Enter the wavelength (um) and the numerical aperture into the Calculator. The calculator will evaluate the Resolving Power. 

Resolving Power Formula

e = .61 * L/NA

Variables:

  • e is the Resolving Power (um)
  • L is the wavelength (um)
  • NA is the numerical aperture

To calculate Resolving Power, divide the wavelength by the numerical aperture, then multiply by .61.

How to Calculate Resolving Power?

The following steps outline how to calculate the Resolving Power.


  1. First, determine the wavelength (um). 
  2. Next, determine the numerical aperture. 
  3. Next, gather the formula from above = e = .61 * L/NA.
  4. Finally, calculate the Resolving Power.
  5. After inserting the variables and calculating the result, check your answer with the calculator above.

Example Problem : 

Use the following variables as an example problem to test your knowledge.

wavelength (um) = 0.55

numerical aperture = 0.9

FAQ – Resolving Power Calculation

What is Resolving Power?

Resolving Power is a measure of the ability of an optical system to distinguish between closely spaced object points. It is often used in microscopy, photography, and astronomy to describe the clarity of an image.

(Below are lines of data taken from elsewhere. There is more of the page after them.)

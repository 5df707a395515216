#![forbid(unsafe_code)]

use natureal_footprint::{Calculator, Footprint};
use tracing::debug;

use crate::guards::InputGuard;
use crate::types::{FieldUpdate, Form, FormField};
use crate::FormError;

/// One domain's form plus the footprint derived from its latest snapshot.
///
/// Every accepted update is followed by a synchronous recompute, so
/// `footprint()` never lags behind `form()`.
#[derive(Debug, Clone)]
pub struct FormSession<F: Form> {
    form: F,
    footprint: Footprint,
    revision: u64,
}

impl<F: Form> Default for FormSession<F> {
    fn default() -> Self {
        Self::new(F::default())
    }
}

impl<F: Form> FormSession<F> {
    pub fn new(form: F) -> Self {
        let footprint = recompute(&form);
        FormSession {
            form,
            footprint,
            revision: 0,
        }
    }

    pub fn form(&self) -> &F {
        &self.form
    }

    pub fn footprint(&self) -> Footprint {
        self.footprint
    }

    /// Number of updates applied so far.
    pub fn revision(&self) -> u64 {
        self.revision
    }

    pub fn apply(&mut self, update: &FieldUpdate<F::Field>) -> Footprint {
        self.form.set(update.field, &update.value);
        self.revision += 1;
        self.footprint = recompute(&self.form);
        debug!(
            domain = %<F::Field as FormField>::DOMAIN,
            field = update.field.name(),
            value = %update.value,
            revision = self.revision,
            footprint = %self.footprint,
            "recomputed footprint"
        );
        self.footprint
    }

    /// Parses and applies a `field=value` line. A rejected line leaves the
    /// session untouched.
    pub fn apply_line(&mut self, line: &str) -> Result<Footprint, FormError> {
        let update = InputGuard::parse_update::<F::Field>(line)?;
        Ok(self.apply(&update))
    }
}

fn recompute<F: Form>(form: &F) -> Footprint {
    <F::Calc as Calculator>::footprint(&form.to_inputs())
}

#[cfg(test)]
mod tests {
    use super::*;
    use crate::types::{
        EnergyField, EnergyForm, FlightLeg, PersonalField, PersonalForm, TravelField, TravelForm,
        WasteForm,
    };

    #[test]
    fn test_initial_footprint_reflects_defaults() {
        assert_eq!(FormSession::<PersonalForm>::default().footprint().value(), 4.0);
        assert_eq!(FormSession::<TravelForm>::default().footprint().value(), 0.0);
        assert_eq!(FormSession::<EnergyForm>::default().footprint().value(), 0.3);
        assert_eq!(FormSession::<WasteForm>::default().footprint().value(), 2.0);
    }

    #[test]
    fn test_each_update_recomputes() {
        let mut session = FormSession::<PersonalForm>::default();
        let steps = [
            (PersonalField::HouseholdSize, "4", 10.0),
            (PersonalField::HomeType, "house", 11.0),
            (PersonalField::HomeSize, "2000", 13.0),
            (PersonalField::DietType, "vegan", 12.0),
            (PersonalField::ShoppingHabits, "minimal", 12.0),
        ];
        for (field, value, expected) in steps {
            let fp = session.apply(&FieldUpdate::new(field, value));
            assert_eq!(fp.value(), expected, "after {}", field.name());
            assert_eq!(session.footprint(), fp);
        }
        assert_eq!(session.revision(), 5);
        assert_eq!(session.footprint().to_string(), "12.00");
    }

    #[test]
    fn test_flight_leg_updates_route_to_nested_record() {
        let mut session = FormSession::<TravelForm>::default();
        session.apply_line("carType=none").unwrap();
        session.apply_line("flightsPerYear.short=2").unwrap();
        session.apply_line("flightsPerYear.long=1").unwrap();
        let fp = session.apply_line("flightsPerYear.medium=2").unwrap();

        // 2*0.5 + 2*1.5 + 1*3
        assert_eq!(fp.value(), 7.0);
        let flights = &session.form().flights_per_year;
        assert_eq!((flights.short.as_str(), flights.long.as_str()), ("2", "1"));

        let fp = session
            .apply(&FieldUpdate::new(TravelField::Flights(FlightLeg::Short), ""))
            .value();
        assert_eq!(fp, 6.0);
    }

    #[test]
    fn test_garbage_numbers_match_zero() {
        let mut junk = FormSession::<EnergyForm>::default();
        junk.apply(&FieldUpdate::new(EnergyField::ElectricityUsage, "lots"));
        junk.apply(&FieldUpdate::new(EnergyField::GasUsage, ""));

        let mut zero = FormSession::<EnergyForm>::default();
        zero.apply(&FieldUpdate::new(EnergyField::ElectricityUsage, "0"));
        zero.apply(&FieldUpdate::new(EnergyField::GasUsage, "0"));

        assert_eq!(junk.footprint(), zero.footprint());
    }

    #[test]
    fn test_rejected_line_leaves_session_untouched() {
        let mut session = FormSession::<PersonalForm>::default();
        session.apply_line("householdSize=2").unwrap();
        let before = session.footprint();

        assert!(session.apply_line("pets=3").is_err());
        assert!(session.apply_line("no equals sign").is_err());
        assert_eq!(session.footprint(), before);
        assert_eq!(session.revision(), 1);
    }

    #[test]
    fn test_sessions_are_isolated() {
        let mut a = FormSession::<WasteForm>::default();
        let b = FormSession::<WasteForm>::default();
        a.apply_line("foodWaste=10").unwrap();
        assert_eq!(a.footprint().value(), 32.0);
        assert_eq!(b.footprint().value(), 2.0);
    }
}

Why is the numerical aperture important in calculating Resolving Power?

The numerical aperture (NA) of an optical system is a dimensionless number that characterizes the range of angles over which the system can accept or emit light. A higher NA allows for a higher resolving power, meaning the system can distinguish finer details.

How does wavelength affect Resolving Power?

The wavelength of light used in an optical system affects its resolving power. Shorter wavelengths can resolve finer details than longer wavelengths. This is why ultraviolet light, with its shorter wavelength, is used in some microscopy techniques to achieve higher resolution.

Can Resolving Power be improved by changing the numerical aperture?

Yes, increasing the numerical aperture (NA) of an optical system can improve its resolving power. This is because a higher NA allows the system to collect light from a wider range of angles, which contributes to a finer resolution. However, there are practical limits to increasing NA, such as lens design and light diffraction.